**What to produce**
Among the entries that follow, how many lines contain the string "bool"? Answer with that number only.

[Stored items]
___

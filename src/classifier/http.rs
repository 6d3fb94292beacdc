//! HTTP scoring service client

use super::{HealthStatus, ScoringRequest, ScoringResponse, ScoringService};
use crate::config::ScoringConfig;
use crate::error::{Result, WatchError};
use async_trait::async_trait;
use std::time::Duration;

/// Scoring service reached over HTTP/JSON
///
/// One request per classification. The client-level timeout bounds every
/// round trip.
pub struct HttpScoringService {
    client: reqwest::Client,
    base_url: String,
}

impl HttpScoringService {
    pub fn new(config: &ScoringConfig) -> Result<Self> {
        let client = reqwest::Client::builder()
            .timeout(Duration::from_secs(config.timeout_secs))
            .build()
            .map_err(|e| WatchError::Config(format!("Failed to build scoring client: {}", e)))?;

        Ok(Self {
            client,
            base_url: config.base_url.trim_end_matches('/').to_string(),
        })
    }

    pub fn base_url(&self) -> &str {
        &self.base_url
    }

    async fn read_json<T: serde::de::DeserializeOwned>(
        &self,
        response: reqwest::Response,
        url: &str,
    ) -> Result<T> {
        let status = response.status();
        if !status.is_success() {
            return Err(WatchError::Transport(format!(
                "{} returned status {}",
                url, status
            )));
        }

        let body = response
            .bytes()
            .await
            .map_err(|e| WatchError::Transport(format!("{}: failed to read body: {}", url, e)))?;

        serde_json::from_slice(&body)
            .map_err(|e| WatchError::Parse(format!("{}: malformed body: {}", url, e)))
    }
}

#[async_trait]
impl ScoringService for HttpScoringService {
    async fn classify(&self, request: &ScoringRequest) -> Result<ScoringResponse> {
        let url = format!("{}/check-permission", self.base_url);

        let response = self
            .client
            .post(&url)
            .json(request)
            .send()
            .await
            .map_err(|e| WatchError::Transport(format!("{}: {}", url, e)))?;

        let parsed: ScoringResponse = self.read_json(response, &url).await?;
        parsed.validate()?;
        Ok(parsed)
    }

    async fn health(&self) -> Result<HealthStatus> {
        let url = format!("{}/", self.base_url);

        let response = self
            .client
            .get(&url)
            .send()
            .await
            .map_err(|e| WatchError::Transport(format!("{}: {}", url, e)))?;

        self.read_json(response, &url).await
    }

    fn name(&self) -> &str {
        "http"
    }
}

#[cfg(test)]
mod tests {
    use super::*;

    #[test]
    fn test_base_url_trailing_slash_trimmed() {
        let config = ScoringConfig {
            base_url: "http://localhost:8000/".to_string(),
            ..Default::default()
        };
        let service = HttpScoringService::new(&config).unwrap();
        assert_eq!(service.base_url(), "http://localhost:8000");
        assert_eq!(service.name(), "http");
    }
}
//! Runtime wiring
//!
//! [`PermissionWatcher::start`] spawns the decision context and hands back
//! the capture-side handles: interceptors bound to a page origin, the
//! confirmation manager, a read-only activity view, and the control relay.
//!
//! ```text
//! interceptor ──page relay──▶ DecisionContext ──▶ classifier ──▶ engine ──▶ store
//!      ▲                            │
//!      └─────reply relay────────────┘  (confirmation replies)
//! ```

use crate::classifier::{ClassifierClient, HttpScoringService, ScoringService};
use crate::config::WatchConfig;
use crate::confirmation::{spawn_answer, ConfirmationManager, ConfirmationSurface};
use crate::engine::DecisionEngine;
use crate::error::{Result, WatchError};
use crate::interceptor::CapabilityInterceptor;
use crate::notify::Notifier;
use crate::relay::{send_or_log, ChannelRelay, ControlMessage, PageMessage, Relay, ReplyMessage};
use crate::state::{FileStateStore, MemoryStateStore, StateStore};
use crate::store::ActivityView;
use crate::types::PageOrigin;
use serde::de::DeserializeOwned;
use serde::Serialize;
use std::sync::Arc;
use tokio::sync::{mpsc, oneshot};
use tokio::task::JoinHandle;

/// The single task that owns the decision engine
///
/// Page and control messages are each processed in arrival order; there is
/// no ordering between the two channels.
///
/// Scoring runs inline, one event at a time, bounded by the scoring timeout.
/// While a call is in flight further page events queue in the relay buffer;
/// once it is full the sender drops them with a degraded notification.
pub struct DecisionContext {
    engine: DecisionEngine,
    pages: mpsc::Receiver<PageMessage>,
    controls: mpsc::Receiver<ControlMessage>,
    surface: Arc<dyn ConfirmationSurface>,
    replies: Arc<dyn Relay<ReplyMessage>>,
    shutdown: oneshot::Receiver<()>,
}

impl DecisionContext {
    /// Process messages until shutdown or until every page relay is gone
    ///
    /// Queued messages are handled before a shutdown request. State is
    /// flushed on exit and the engine is handed back.
    pub async fn run(mut self) -> DecisionEngine {
        let mut controls_open = true;

        loop {
            tokio::select! {
                biased;

                message = self.controls.recv(), if controls_open => match message {
                    Some(message) => self.handle_control(message),
                    None => {
                        tracing::debug!("Control relay closed");
                        controls_open = false;
                    }
                },
                message = self.pages.recv() => match message {
                    Some(message) => self.handle_page(message).await,
                    None => {
                        tracing::info!("All page relays closed, decision context stopping");
                        break;
                    }
                },
                _ = &mut self.shutdown => {
                    tracing::info!("Decision context shutting down");
                    break;
                }
            }
        }

        self.engine.flush();
        self.engine
    }

    async fn handle_page(&mut self, message: PageMessage) {
        match message {
            PageMessage::Permission(event) => {
                self.engine.handle_event(event).await;
            }
            PageMessage::Confirm(request) => {
                tracing::debug!(
                    confirmation_id = %request.id,
                    app = %request.app_name,
                    capability = %request.capability,
                    "Confirmation requested"
                );
                spawn_answer(self.surface.clone(), request, self.replies.clone());
            }
        }
    }

    fn handle_control(&mut self, message: ControlMessage) {
        match message {
            ControlMessage::SetMonitoring(enabled) => self.engine.set_monitoring(enabled),
            ControlMessage::Flush => {
                self.engine.flush();
            }
        }
    }
}

/// Handles to a running monitor
pub struct PermissionWatcher {
    pages: Arc<dyn Relay<PageMessage>>,
    controls: Arc<dyn Relay<ControlMessage>>,
    confirmations: Arc<ConfirmationManager>,
    view: ActivityView,
    notifier: Arc<dyn Notifier>,
    shutdown: Option<oneshot::Sender<()>>,
    context: JoinHandle<DecisionEngine>,
    reply_pump: JoinHandle<()>,
}

impl PermissionWatcher {
    /// Start from configuration alone
    ///
    /// Scoring goes over HTTP to `config.scoring.base_url`; state lives in
    /// `config.store.state_path` when set, in memory otherwise.
    pub fn from_config(
        config: &WatchConfig,
        notifier: Arc<dyn Notifier>,
        surface: Arc<dyn ConfirmationSurface>,
    ) -> Result<Self> {
        let service = Arc::new(HttpScoringService::new(&config.scoring)?);
        let state_store: Arc<dyn StateStore> = match &config.store.state_path {
            Some(path) => Arc::new(FileStateStore::new(path)),
            None => Arc::new(MemoryStateStore::default()),
        };
        Self::start(config, service, notifier, surface, state_store)
    }

    /// Start the decision context with the given collaborators
    ///
    /// Must be called from within a tokio runtime.
    pub fn start(
        config: &WatchConfig,
        service: Arc<dyn ScoringService>,
        notifier: Arc<dyn Notifier>,
        surface: Arc<dyn ConfirmationSurface>,
        state_store: Arc<dyn StateStore>,
    ) -> Result<Self> {
        config.validate()?;

        let (pages, page_rx) = relay::<PageMessage>("page", config);
        let (controls, control_rx) = relay::<ControlMessage>("control", config);
        let (replies, reply_rx) = relay::<ReplyMessage>("reply", config);

        let classifier = ClassifierClient::new(service);
        let scorer = classifier.clone();
        tokio::spawn(async move {
            scorer.health_check().await;
        });

        let engine = DecisionEngine::new(
            config.store.capacity,
            classifier,
            notifier.clone(),
            state_store,
            config.monitoring_enabled,
        );
        let view = engine.view();

        let (shutdown_tx, shutdown_rx) = oneshot::channel();
        let context = DecisionContext {
            engine,
            pages: page_rx,
            controls: control_rx,
            surface,
            replies: Arc::new(replies),
            shutdown: shutdown_rx,
        };
        let context = tokio::spawn(context.run());

        let pages: Arc<dyn Relay<PageMessage>> = Arc::new(pages);
        let confirmations = Arc::new(ConfirmationManager::from_config(
            pages.clone(),
            &config.confirmation,
        ));
        let reply_pump = confirmations.spawn_reply_pump(reply_rx);

        tracing::info!(
            scoring = %config.scoring.base_url,
            capacity = config.store.capacity,
            monitoring = config.monitoring_enabled,
            "Permission watcher started"
        );

        Ok(Self {
            pages,
            controls: Arc::new(controls),
            confirmations,
            view,
            notifier,
            shutdown: Some(shutdown_tx),
            context,
            reply_pump,
        })
    }

    /// Interceptor for code running at `origin`
    pub fn interceptor(&self, origin: PageOrigin) -> CapabilityInterceptor {
        CapabilityInterceptor::new(self.pages.clone(), origin)
            .with_degraded_notifier(self.notifier.clone())
    }

    /// Interceptor for code running at a page URL
    pub fn interceptor_for_url(&self, url: &str) -> Result<CapabilityInterceptor> {
        Ok(self.interceptor(PageOrigin::from_url(url)?))
    }

    pub fn confirmations(&self) -> Arc<ConfirmationManager> {
        self.confirmations.clone()
    }

    pub fn view(&self) -> ActivityView {
        self.view.clone()
    }

    pub fn control(&self) -> Arc<dyn Relay<ControlMessage>> {
        self.controls.clone()
    }

    /// Ask the decision context to turn monitoring on or off
    pub fn set_monitoring(&self, enabled: bool) -> bool {
        send_or_log(
            self.controls.as_ref(),
            ControlMessage::SetMonitoring(enabled),
            "set monitoring",
        )
    }

    /// Ask the decision context to persist its state now
    pub fn flush(&self) -> bool {
        send_or_log(self.controls.as_ref(), ControlMessage::Flush, "flush")
    }

    /// Stop the decision context and return its engine
    ///
    /// Dropping the watcher stops the context too, without waiting.
    pub async fn shutdown(mut self) -> Result<DecisionEngine> {
        if let Some(tx) = self.shutdown.take() {
            let _ = tx.send(());
        }
        self.reply_pump.abort();
        self.confirmations.cancel_all().await;

        self.context
            .await
            .map_err(|e| WatchError::Relay(format!("Decision context ended abnormally: {}", e)))
    }
}

fn relay<M>(name: &str, config: &WatchConfig) -> (ChannelRelay<M>, mpsc::Receiver<M>)
where
    M: Serialize + DeserializeOwned + Send + 'static,
{
    let (relay, rx) = ChannelRelay::channel(name, config.relay.buffer);
    if config.relay.serialized {
        (relay.serialized(), rx)
    } else {
        (relay, rx)
    }
}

___

**Response box**
2